Base Model: LTX-2.3-22B (dev)
Training Type: IC-LoRA (in-context LoRA)
Control Type: Reference-sheet conditioning — character / prop / location identity carried into the generated video
Reference Downscale Factor: 1 (the reference is provided at the same resolution as the output)
Pipeline details: The reference sheet is supplied as a static video (the still sheet looped to the output's length and frame rate). The model is trained with a video_to_video strategy over reference latents; no extra color/space transforms are applied at inference.

Intended Use & Out-of-Scope

Intended use: Generating short video clips that stay faithful to a supplied reference sheet — keeping recurring characters (face and costume), handled props, and the set/location consistent with the sheet while following an action described in the prompt.

Out of scope: This is not a general text-to-video model — it expects a reference sheet as conditioning. It was trained at a single resolution / length bucket (768×448, 121 frames, 24 fps); other resolutions, much longer clips, or use without a reference sheet are out of distribution. It does not reproduce identities that are absent from the supplied sheet.

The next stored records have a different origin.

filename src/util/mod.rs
//! Shared utilities.

pub mod retry;
use super::*;
use pretty_assertions::assert_eq;

mod auto_compaction;
mod support;

use super::super::types::TerminalState;
use support::*;

#[test]
fn default_convert_drops_custom_and_empty_failed_turns() {
    let mut failed = crate::types::AssistantMessage::new(Vec::new(), StopReason::Error);
    failed.error_message = Some("boom".into());
    let messages = vec![
        Message::user("hi"),
        Message::custom("ui_note", serde_json::json!({ "pinned": true })),
        failed.into(),
        crate::types::AssistantMessage::text_only("hello").into(),
    ];

    let converted = default_convert_to_llm(messages);
    assert_eq!(converted.len(), 2);
    assert_eq!(converted[0].text(), "hi");
    assert_eq!(converted[1].text(), "hello");
}
use crate::types::{AssistantAccumulator, AssistantMessage, ContentBlock, Message, StopReason};

use super::super::events::AgentEvent;
use super::control::AgentEventEmitter;

pub(super) fn emit_message_start_if_needed(
    emitter: &AgentEventEmitter,
    message_open: &mut bool,
    accumulator: &AssistantAccumulator,
) {
    if !*message_open {
        emitter.emit(AgentEvent::MessageStart {
            message: accumulator.snapshot(StopReason::Stop).into(),
        });
        *message_open = true;
    }
}

pub(super) fn emit_message_end_if_open(
    emitter: &AgentEventEmitter,
    message_open: &mut bool,
    message: &AssistantMessage,
) {
    if *message_open {
        emitter.emit(AgentEvent::MessageEnd {
            message: message.clone().into(),
        });
        *message_open = false;
    }
}

/// Close the streamed message, or announce it whole if nothing was streamed.
pub(super) fn emit_assistant_end(
    emitter: &AgentEventEmitter,
    message_open: &mut bool,
    message: &AssistantMessage,
) {
    if *message_open {
        emit_message_end_if_open(emitter, message_open, message);
    } else {
        emit_message_lifecycle(emitter, &message.clone().into());
    }
}

pub(super) fn emit_message_lifecycle(emitter: &AgentEventEmitter, message: &Message) {
    emitter.emit(AgentEvent::MessageStart {
        message: message.clone(),
    });
    emitter.emit(AgentEvent::MessageEnd {
        message: message.clone(),
    });
}

/// Drop tool calls from a turn that was cut short: a call that never gets a
/// result would leave the history unpaired.
pub(super) fn without_tool_calls(mut message: AssistantMessage) -> AssistantMessage {
    message
        .content
        .retain(|block| !matches!(block, ContentBlock::ToolCall(_)));
    message
}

Control Signal Requirements

Control signal type: Reference sheet — a single composite image with one clean panel per distinct visual element (each character as a face close-up + body turnaround, each prop as a product-style render, and one clean location panel), laid out on a black background with no text.
Expected input: A static video built from the reference sheet, looped to match the output clip's length and frame rate, at the output resolution (downscale factor 1).
Preprocessing: Author the reference sheet with the element-driven reference-sheet generator, then loop the still into a static video. Frame count must be ≥ 121 so the reference-encoding / 121-frame read bucket is satisfied; all targets in training were ≥ 121 frames.
Alignment: The reference video should match the output resolution and frame rate; its frame count must be at least the output length (clamped to ≥ 121).

How It Works

The prompt is split into two labeled parts, matching how the model was trained:

Reference sheet: <description of the panels in the sheet — characters, props, location>

Generated video: <description of the action / shot you want generated>

At inference the reference sheet (as a static video) supplies the what things look like, and the Generated video: portion of the prompt supplies the what happens. The model reads the reference latents in-context and renders a new clip whose characters, props, and setting match the sheet.

Usage

🔌 ComfyUI

Copy the LoRA weights into models/loras.
Load the LTX-2.3-22B base model and add lora_weights_step_12000.safetensors as the LoRA.
Start at strength 1.0 and adjust to taste.
Use an IC-LoRA / reference workflow from the LTX-2 ComfyUI repository, which already wires the reference (control) input. Connect the reference-sheet static video as the control/reference input; a generic LoRA loader that ignores the reference path will not apply the conditioning. See the IC-LoRA docs.

Recommended Settings

LoRA strength / weight: 1.4
Inference steps: 30
Guidance scale: 4.0
Resolution & frames: 768×448, 121 frames, 24 fps (the trained bucket — best results here)
Prompting: Use the two-part Reference sheet: … / Generated video: … structure above. The Reference sheet: text should describe the panels present; the Generated video: text drives the action. Suggested negative prompt: worst quality, inconsistent motion, blurry, jittery, distorted. Validation used spatiotemporal guidance (STG, mode stg_v, block 29, scale 1.0), which can help motion stability.

References

Code: GitHub Repository
IC-LoRA docs: docs.ltx.video — IC-LoRA usage guide

Tips & Troubleshooting

Bigger panels carry over better: The more space an element takes up in the reference image, the more faithfully it carries over into the generated video. Give important characters/props larger, more prominent panels rather than small or crowded ones.
Identity drift: If a character's face or costume drifts, make sure the reference sheet has a clean, front-facing close-up and full turnaround for that character, and that its panel isn't cluttered or text-laden.
Element not appearing: The model only reproduces elements present on the sheet — add a dedicated panel for any prop/character you need to persist, and describe it in the Reference sheet: portion of the prompt.
Reference too short: The reference static video must be ≥ 121 frames; shorter references break the reference-encoding bucket.

Dataset

The model was trained using a proprietary dataset of video clips paired with generated reference sheets.

Training

Technique: IC-LoRA (rank 128, alpha 128, dropout 0.0) on the DiT transformer — attn1/attn2 q/k/v/out projections and the feed-forward layers.
Hyperparameters: bf16 mixed precision, AdamW-8bit, gradient checkpointing, batch size 1, gradient accumulation 1, max grad norm 1.0, seed 42. Learning rate: 1.3e-4 (linear scheduler) for the first 6,000 steps, then a low constant 1.3e-5 for the continuation to 12,000.
Strategy: video_to_video over reference latents, first_frame_conditioning_p 0.0, reference downscale factor 1.
Steps: 12,000 (recommended checkpoint: step 12,000).
Infrastructure: LTX-2 Community Trainer, 8× GPU DDP.